-- SUPPLIED INFORMATION follows --

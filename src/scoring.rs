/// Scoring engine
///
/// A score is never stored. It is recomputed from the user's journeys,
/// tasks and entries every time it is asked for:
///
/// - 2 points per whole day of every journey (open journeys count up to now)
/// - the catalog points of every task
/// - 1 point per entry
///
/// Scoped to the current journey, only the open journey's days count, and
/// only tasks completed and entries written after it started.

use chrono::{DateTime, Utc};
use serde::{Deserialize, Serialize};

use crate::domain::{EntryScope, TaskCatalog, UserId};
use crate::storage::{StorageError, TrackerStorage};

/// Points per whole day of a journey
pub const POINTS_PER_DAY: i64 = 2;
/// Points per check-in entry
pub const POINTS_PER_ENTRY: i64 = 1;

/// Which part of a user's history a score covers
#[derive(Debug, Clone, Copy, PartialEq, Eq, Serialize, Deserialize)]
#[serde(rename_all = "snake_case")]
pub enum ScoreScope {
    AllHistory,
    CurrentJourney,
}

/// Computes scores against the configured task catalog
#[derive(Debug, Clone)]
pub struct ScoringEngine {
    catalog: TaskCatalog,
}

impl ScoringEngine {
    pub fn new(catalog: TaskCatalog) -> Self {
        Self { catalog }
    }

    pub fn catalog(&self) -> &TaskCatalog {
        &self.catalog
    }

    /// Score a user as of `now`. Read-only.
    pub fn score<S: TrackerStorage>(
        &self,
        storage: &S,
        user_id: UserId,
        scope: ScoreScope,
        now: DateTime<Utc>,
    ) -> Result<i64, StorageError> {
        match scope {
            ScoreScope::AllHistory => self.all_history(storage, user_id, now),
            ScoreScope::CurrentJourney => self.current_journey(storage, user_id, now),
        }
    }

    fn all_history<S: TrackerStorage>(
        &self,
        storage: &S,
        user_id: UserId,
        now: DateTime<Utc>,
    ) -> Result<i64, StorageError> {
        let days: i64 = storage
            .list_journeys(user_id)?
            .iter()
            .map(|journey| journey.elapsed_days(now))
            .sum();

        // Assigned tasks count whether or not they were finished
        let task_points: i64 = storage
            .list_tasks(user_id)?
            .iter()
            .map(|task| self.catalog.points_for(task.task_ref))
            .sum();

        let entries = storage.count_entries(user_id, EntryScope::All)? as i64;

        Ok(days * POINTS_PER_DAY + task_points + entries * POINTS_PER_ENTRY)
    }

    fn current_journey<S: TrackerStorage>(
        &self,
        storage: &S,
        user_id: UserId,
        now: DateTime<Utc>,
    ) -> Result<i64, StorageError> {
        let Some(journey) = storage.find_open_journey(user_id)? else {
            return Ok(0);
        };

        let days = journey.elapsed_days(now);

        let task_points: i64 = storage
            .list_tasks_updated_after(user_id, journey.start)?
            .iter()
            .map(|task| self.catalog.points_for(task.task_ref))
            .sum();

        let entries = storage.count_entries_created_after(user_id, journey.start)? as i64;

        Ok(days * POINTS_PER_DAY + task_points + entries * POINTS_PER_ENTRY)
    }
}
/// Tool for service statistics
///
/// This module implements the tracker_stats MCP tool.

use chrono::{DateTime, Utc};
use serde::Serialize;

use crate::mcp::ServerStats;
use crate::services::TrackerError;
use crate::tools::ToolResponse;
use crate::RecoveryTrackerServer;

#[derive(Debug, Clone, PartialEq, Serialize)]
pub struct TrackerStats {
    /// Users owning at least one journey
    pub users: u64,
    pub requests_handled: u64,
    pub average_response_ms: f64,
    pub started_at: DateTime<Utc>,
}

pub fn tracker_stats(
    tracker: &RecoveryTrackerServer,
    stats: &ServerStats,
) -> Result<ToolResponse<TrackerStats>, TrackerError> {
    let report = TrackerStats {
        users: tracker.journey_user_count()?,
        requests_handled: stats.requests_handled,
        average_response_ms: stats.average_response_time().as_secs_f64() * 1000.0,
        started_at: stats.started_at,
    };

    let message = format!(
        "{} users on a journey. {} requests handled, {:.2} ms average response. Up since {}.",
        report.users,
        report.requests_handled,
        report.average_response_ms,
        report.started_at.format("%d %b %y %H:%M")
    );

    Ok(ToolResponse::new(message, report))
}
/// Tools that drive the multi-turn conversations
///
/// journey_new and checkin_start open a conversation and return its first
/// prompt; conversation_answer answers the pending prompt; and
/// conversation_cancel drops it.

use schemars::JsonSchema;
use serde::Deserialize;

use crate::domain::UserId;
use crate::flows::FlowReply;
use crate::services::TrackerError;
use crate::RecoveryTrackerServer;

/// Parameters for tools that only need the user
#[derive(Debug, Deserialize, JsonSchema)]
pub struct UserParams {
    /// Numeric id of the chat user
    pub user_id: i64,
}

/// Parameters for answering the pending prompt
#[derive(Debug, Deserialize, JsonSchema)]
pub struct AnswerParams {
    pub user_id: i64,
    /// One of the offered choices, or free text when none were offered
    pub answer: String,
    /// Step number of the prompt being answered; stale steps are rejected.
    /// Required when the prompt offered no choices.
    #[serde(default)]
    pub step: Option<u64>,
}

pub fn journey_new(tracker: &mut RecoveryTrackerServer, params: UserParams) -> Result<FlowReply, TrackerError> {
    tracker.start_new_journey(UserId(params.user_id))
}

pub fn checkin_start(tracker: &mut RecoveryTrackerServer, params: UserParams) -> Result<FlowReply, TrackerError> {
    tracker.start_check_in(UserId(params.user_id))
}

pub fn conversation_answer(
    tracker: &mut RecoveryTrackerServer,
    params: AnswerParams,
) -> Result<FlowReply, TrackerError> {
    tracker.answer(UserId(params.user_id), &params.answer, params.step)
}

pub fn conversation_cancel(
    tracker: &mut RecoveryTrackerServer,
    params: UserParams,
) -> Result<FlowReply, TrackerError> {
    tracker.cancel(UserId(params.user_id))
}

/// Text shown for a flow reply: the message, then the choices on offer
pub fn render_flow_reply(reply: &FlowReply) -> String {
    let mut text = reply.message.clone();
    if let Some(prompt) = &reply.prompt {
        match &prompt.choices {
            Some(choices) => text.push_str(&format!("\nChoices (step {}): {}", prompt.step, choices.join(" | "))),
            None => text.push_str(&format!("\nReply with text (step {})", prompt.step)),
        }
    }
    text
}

-- SUPPLIED INFORMATION concluded --
-- SUPPLIED INFORMATION follows --

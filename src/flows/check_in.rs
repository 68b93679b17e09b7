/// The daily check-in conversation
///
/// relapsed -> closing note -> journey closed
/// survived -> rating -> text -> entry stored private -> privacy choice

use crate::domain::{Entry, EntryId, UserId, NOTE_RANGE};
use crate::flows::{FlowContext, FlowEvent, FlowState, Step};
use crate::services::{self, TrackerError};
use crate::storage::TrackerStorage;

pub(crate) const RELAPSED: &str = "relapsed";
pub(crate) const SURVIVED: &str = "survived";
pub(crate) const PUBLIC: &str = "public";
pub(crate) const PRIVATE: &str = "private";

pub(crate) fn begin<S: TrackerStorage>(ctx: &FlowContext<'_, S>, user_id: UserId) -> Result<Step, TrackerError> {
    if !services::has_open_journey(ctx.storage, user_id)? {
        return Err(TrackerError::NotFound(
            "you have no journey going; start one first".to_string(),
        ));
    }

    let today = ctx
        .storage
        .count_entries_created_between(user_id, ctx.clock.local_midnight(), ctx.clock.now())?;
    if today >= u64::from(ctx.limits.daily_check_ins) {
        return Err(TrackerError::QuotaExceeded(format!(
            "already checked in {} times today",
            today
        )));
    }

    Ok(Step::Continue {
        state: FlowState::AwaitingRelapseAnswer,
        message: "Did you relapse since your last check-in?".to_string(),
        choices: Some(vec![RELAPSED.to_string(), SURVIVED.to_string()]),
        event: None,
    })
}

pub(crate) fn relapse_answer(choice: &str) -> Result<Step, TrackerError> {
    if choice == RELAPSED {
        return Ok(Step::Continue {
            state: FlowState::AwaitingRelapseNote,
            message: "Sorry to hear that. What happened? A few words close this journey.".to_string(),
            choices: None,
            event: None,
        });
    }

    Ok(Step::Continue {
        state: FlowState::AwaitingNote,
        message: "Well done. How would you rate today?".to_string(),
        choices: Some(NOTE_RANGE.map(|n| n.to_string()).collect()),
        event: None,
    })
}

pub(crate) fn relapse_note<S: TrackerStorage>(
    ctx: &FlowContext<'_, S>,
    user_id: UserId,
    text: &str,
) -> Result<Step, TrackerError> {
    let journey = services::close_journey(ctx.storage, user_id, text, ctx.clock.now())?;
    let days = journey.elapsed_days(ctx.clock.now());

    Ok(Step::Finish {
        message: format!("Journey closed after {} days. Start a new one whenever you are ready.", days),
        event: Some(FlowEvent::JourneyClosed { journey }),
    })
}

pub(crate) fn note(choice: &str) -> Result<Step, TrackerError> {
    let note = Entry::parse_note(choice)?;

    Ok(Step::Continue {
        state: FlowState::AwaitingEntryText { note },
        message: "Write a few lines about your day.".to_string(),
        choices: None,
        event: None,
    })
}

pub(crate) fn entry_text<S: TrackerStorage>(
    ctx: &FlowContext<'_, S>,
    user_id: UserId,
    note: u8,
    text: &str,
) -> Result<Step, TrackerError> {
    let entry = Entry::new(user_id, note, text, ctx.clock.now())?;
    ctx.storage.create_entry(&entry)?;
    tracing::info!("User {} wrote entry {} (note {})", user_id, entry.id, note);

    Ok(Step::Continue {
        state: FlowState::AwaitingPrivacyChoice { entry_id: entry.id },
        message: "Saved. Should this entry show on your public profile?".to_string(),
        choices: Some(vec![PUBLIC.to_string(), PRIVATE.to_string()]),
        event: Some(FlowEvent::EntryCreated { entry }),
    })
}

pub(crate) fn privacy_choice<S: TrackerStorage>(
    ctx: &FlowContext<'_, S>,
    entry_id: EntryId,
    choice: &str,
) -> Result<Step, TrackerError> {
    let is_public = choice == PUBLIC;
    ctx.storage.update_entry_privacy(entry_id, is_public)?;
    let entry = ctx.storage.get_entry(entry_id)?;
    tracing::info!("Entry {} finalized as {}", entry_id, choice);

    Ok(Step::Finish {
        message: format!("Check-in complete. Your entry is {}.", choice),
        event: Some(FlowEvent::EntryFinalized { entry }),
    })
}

-- SUPPLIED INFORMATION concluded --

YOUR TASK - For every line of the material that holds the word "ServerStats", make a copy.

TASK RESPONSE -
use crate::mcp::ServerStats;
    stats: &ServerStats,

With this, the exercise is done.